St Jean, the imported son of Teofilo who stands at Brackley Park in Victoria for $3300, looks to have his best horse to date after the authoritative win of the Tony and Calvin McEvoy-trained Half Yours in the Listed Caloundra Cup.
At Rosehill, import Estadia Mestalla has been the only Australian runner for his France-based sire Galileo Gold and got himself and his sire on the stakes list with an upset victory in the Listed Winter Stakes.
Flemington hosted four stakes races on its Finals Day and two of them resulted in breakthrough successes for the sires of their winners.
Jimmy The Bear has long been the banner horse for one-time Spendthrift Australia stallion Jimmy Creed in Australia and he notched his first stakes win at start number 38 in the Winter Championship Final.
But the most significant win arguably came with the comfortable victory of progressive two-year-old Buccleuch in the Taj Rossi Series Final.
The Tait family have won this race before with Cherry Tortoni in 2020, but this homebred success was especially important as it was the first stakes win from the progeny of Peltzer, who stands at Olly and Amber Tait’s Twin Hills Stud.
He became the 10th first-season sire to produce a stakes winner. That is the highest number of stakes-producing first-season sires in any season in Australia since the 2008/09 season. The average number of freshman sires to have a stakes winner over the past decade is 6.6 per season.
Peltzer’s success is also significant as he is the second son of So You Think to become a stakes-winning sire, joining D’Argento, who had his own breakthrough thanks to the Listed win of Statuario a couple of months ago. So You Think is the third youngest sire, behind Zoustar and Dundeel, to have two stakes-winning sons this season.
It is very early in Peltzer’s stud career, but he is tracking on par with his sire when it comes to early success. At this point of his first season with runners, So You Think had four winners and a stakes winner, while Pelzer has three with one stakes winner.
The Buccleuch result also continues a remarkable season for the High Chaparral line of stallions.

There have been 12 individual stakes-producing sires in Australia this season who are either by High Chaparral, or by one of his sons. That makes that line the second most prolific of any sireline behind stakes-winning sire descendants of Danehill, of which there are 26.
Between them, those High Chaparral-descendant sires have produced 41 individual Australian stakes winners in 2024/25, across 47 individual races.

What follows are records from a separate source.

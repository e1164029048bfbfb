//! Queue name derivation.
//!
//! Every queue the core touches follows a fixed, non-configurable template
//! derived from a message type's logical name. Admin tools rely on the
//! convention to locate dead-lettered work, so the template is part of the
//! external contract.

/// Prefix shared by every queue name the core derives.
pub const QUEUE_PREFIX: &str = "mq:";

/// Broadcast channel signalled when new work lands on any In queue.
/// Carries the name of the queue that received work — never payloads.
pub const TOPIC_IN: &str = "mq:topic:in";

/// Broadcast channel signalled when a message carrying
/// [`options::NOTIFY_ON_DLQ`](crate::message::options::NOTIFY_ON_DLQ)
/// is dead-lettered.
pub const TOPIC_DLQ: &str = "mq:topic:dlq";

const IN_SUFFIX: &str = ".in";
const OUT_SUFFIX: &str = ".out";
const DLQ_SUFFIX: &str = ".dlq";
const PRIORITY_SUFFIX: &str = ".priority";

/// The conventional queue names for one logical message type.
///
/// Pure derivation: constructing this twice for the same type yields
/// identical names, and distinct type names never collide.
#[derive(Debug, Clone, PartialEq, Eq)]
pub struct QueueNames {
    type_name: String,
}

impl QueueNames {
    pub fn new(type_name: impl Into<String>) -> Self {
        Self {
            type_name: type_name.into(),
        }
    }

    /// Derive the name set for a Rust type via [`short_type_name`].
    pub fn for_type<T>() -> Self {
        Self::new(short_type_name::<T>())
    }

    pub fn type_name(&self) -> &str {
        &self.type_name
    }

    /// Inbound work queue: `mq:{T}.in`.
    pub fn in_queue(&self) -> String {
        format!("{QUEUE_PREFIX}{}{IN_SUFFIX}", self.type_name)
    }

    /// Reply/outbound queue: `mq:{T}.out`.
    pub fn out_queue(&self) -> String {
        format!("{QUEUE_PREFIX}{}{OUT_SUFFIX}", self.type_name)
    }

    /// Dead-letter queue: `mq:{T}.dlq`.
    pub fn dlq(&self) -> String {
        format!("{QUEUE_PREFIX}{}{DLQ_SUFFIX}", self.type_name)
    }

    /// Priority queue: `mq:{T}.priority`. Drained before the In queue by
    /// transports that honor the priority hint.
    pub fn priority_queue(&self) -> String {
        format!("{QUEUE_PREFIX}{}{PRIORITY_SUFFIX}", self.type_name)
    }
}

/// True when `queue` is some type's In queue.
pub fn is_in_queue(queue: &str) -> bool {
    queue.starts_with(QUEUE_PREFIX) && queue.ends_with(IN_SUFFIX)
}

/// True when `queue` is some type's dead-letter queue.
pub fn is_dlq(queue: &str) -> bool {
    queue.starts_with(QUEUE_PREFIX) && queue.ends_with(DLQ_SUFFIX)
}

/// The priority-queue sibling of an In queue name. Names that are not In
/// queues are returned unchanged.
pub fn priority_variant(in_queue: &str) -> String {
    match in_queue.strip_suffix(IN_SUFFIX) {
        Some(base) if in_queue.starts_with(QUEUE_PREFIX) => {
            format!("{base}{PRIORITY_SUFFIX}")
        }
        _ => in_queue.to_string(),
    }
}

/// Logical name of a Rust type: the final path segment of
/// `std::any::type_name`.
pub fn short_type_name<T>() -> &'static str {
    let full = std::any::type_name::<T>();
    full.rsplit("::").next().unwrap_or(full)
}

Overall, there are eight High Chaparral sons on the list of 193 stakes winning stallions, behind only Redoute’s Choice on 10, and level with Snitzel,
Three of those sons of High Chaparral inside the top 12 on the sires table, So You Think, Dundeel and Toronado. The only other stallion to have three sons inside the top 20 is Street Cry.
Meanwhile, Castelvecchio, Dundeel’s Arrowfield-based son, is second on the second-season sires list and 36th overall, enjoying a breakout season with six stakes winners from only 64 Australian runners, highlighted by emphatic Australian Derby-winning filly Aeliana.

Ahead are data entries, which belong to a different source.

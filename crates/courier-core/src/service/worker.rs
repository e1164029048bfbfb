use std::sync::atomic::{AtomicBool, Ordering};
use std::sync::Arc;

use tracing::{debug, error, warn};

use crate::config::ServiceConfig;
use crate::error::HandlerError;
use crate::message::{Message, MessageError};
use crate::policy::{decide, Decision};
use crate::registry::HandlerEntry;
use crate::transport::MessageQueueClient;

use super::stats::ServiceStats;

/// One worker slot: a blocking receive loop against its type's priority and
/// In queues. Owns its transport client exclusively; the dead-letter queue
/// is never read here — only published to.
pub(super) struct Worker {
    pub(super) entry: Arc<HandlerEntry>,
    pub(super) slot: usize,
    pub(super) client: Box<dyn MessageQueueClient>,
    pub(super) running: Arc<AtomicBool>,
    pub(super) config: ServiceConfig,
    pub(super) stats: Arc<ServiceStats>,
}

impl Worker {
    /// Receive loop. Exits when the shared run flag clears; an in-flight
    /// handler invocation always finishes first. Blocked receives wake at
    /// the configured receive timeout and re-check the flag, so `stop()` is
    /// a bounded wait rather than transport-level cancellation.
    pub(super) fn run(mut self) {
        let in_queue = self.entry.queues.in_queue();
        let priority_queue = self.entry.queues.priority_queue();
        let timeout = self.config.receive_timeout();
        debug!(type_name = %self.entry.type_name, slot = self.slot, "worker started");

        while self.running.load(Ordering::Acquire) {
            let received = match self.client.try_get(&priority_queue) {
                Ok(Some(message)) => Ok(Some(message)),
                Ok(None) => self.client.get(&in_queue, timeout),
                Err(e) => Err(e),
            };
            match received {
                Ok(Some(message)) => self.process(message),
                Ok(None) => {}
                Err(e) => {
                    // The loop must survive a flapping broker: log, back
                    // off, keep the slot alive.
                    error!(
                        type_name = %self.entry.type_name,
                        slot = self.slot,
                        error = %e,
                        "receive failed"
                    );
                    std::thread::sleep(self.config.error_backoff());
                }
            }
        }

        debug!(type_name = %self.entry.type_name, slot = self.slot, "worker stopped");
    }

    /// Drive one envelope through Received → Processing → terminal state.
    fn process(&mut self, message: Message) {
        self.stats.record_received();
        debug!(
            msg_id = %message.id,
            type_name = %message.type_name,
            attempts = message.retry_attempts,
            "processing message"
        );

        match (self.entry.handler)(&message) {
            Ok(response) => self.succeed(message, response),
            Err(err) => self.fail(message, err),
        }
    }

    /// Publish the response to `reply_to` if set, else the type's Out queue.
    /// One-way handlers return no response and publish nothing; either way
    /// the consumed envelope is discarded.
    fn succeed(&mut self, message: Message, response: Option<Vec<u8>>) {
        self.stats.record_succeeded();
        let Some(body) = response else {
            return;
        };

        let reply_queue = message
            .reply_to
            .clone()
            .unwrap_or_else(|| self.entry.queues.out_queue());
        let reply = Message::new(self.entry.response_type_name.clone(), body);
        if let Err(e) = self.client.publish(&reply_queue, &reply) {
            error!(msg_id = %message.id, queue = %reply_queue, error = %e, "failed to publish reply");
        }
    }

    /// Record the failure into the envelope, then retry or dead-letter per
    /// the policy. Nothing here may escape — a crashed worker permanently
    /// stops the slot.
    fn fail(&mut self, mut message: Message, err: HandlerError) {
        message.retry_attempts += 1;
        message.error = Some(MessageError::from(&err));
        let retry_limit = self.entry.retry_limit.unwrap_or(self.config.retry_limit);

        match decide(message.retry_attempts, retry_limit, err.kind()) {
            Decision::Retry => {
                warn!(
                    msg_id = %message.id,
                    attempts = message.retry_attempts,
                    retry_limit,
                    error = %err,
                    "retrying message"
                );
                self.stats.record_retried();
                // Self-requeue: back of the same In queue, so newer messages
                // may overtake the retry
                let in_queue = self.entry.queues.in_queue();
                if let Err(e) = self.client.publish(&in_queue, &message) {
                    error!(msg_id = %message.id, error = %e, "retry republish failed, dead-lettering");
                    self.dead_letter(message);
                }
            }
            Decision::DeadLetter => {
                warn!(
                    msg_id = %message.id,
                    attempts = message.retry_attempts,
                    error = %err,
                    "dead-lettering message"
                );
                self.dead_letter(message);
            }
        }
    }

    fn dead_letter(&mut self, message: Message) {
        self.stats.record_dead_lettered();
        let dlq = self.entry.queues.dlq();
        if let Err(e) = self.client.publish(&dlq, &message) {
            error!(msg_id = %message.id, queue = %dlq, error = %e, "failed to publish to dead-letter queue");
            return;
        }
        // Request/reply callers get the terminal failure on their reply
        // queue; the Out queue never sees failures.
        if let Some(reply_to) = message.reply_to.clone() {
            if let Err(e) = self.client.publish(&reply_to, &message) {
                warn!(msg_id = %message.id, queue = %reply_to, error = %e, "failed to publish failure reply");
            }
        }
    }
}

Also enjoying a bumper second crop has been Super Seth, the Waikato Stud-based son of Dundeel. His three Australian stakes winners all won Group 1 races, Maison Louis, Feroce and Linebacker, while he has also had a Group 1 winner in New Zealand.
Remarkably, Dundeel only has two active sons at stud, both of which have produced Group 1 winners in their first crop. Celestial Legend, who will stand at Woodside Park, joins that duo this season.
Overall, Castelvecchio has had 35 winners from 74 runners, with only three of those winners two years olds. Super Seth has had 43 winners from 89 runners, with seven stakes winners. He has had 11 two-year-old winners.
There are four sons of So You Think active at stud, with Inference being the most exposed with 25 winners from his first four crops. D’Argento has 24 winners from 59 runners, and as well as his long stakes winner, he has also had five stakes placegetters. Peltzer’s three winners have come from just 11 starters.
The fourth So You Think son at stud is Australian Derby winner Quick Thinker, whose oldest crop from his base in Tasmania will turn two on August 1.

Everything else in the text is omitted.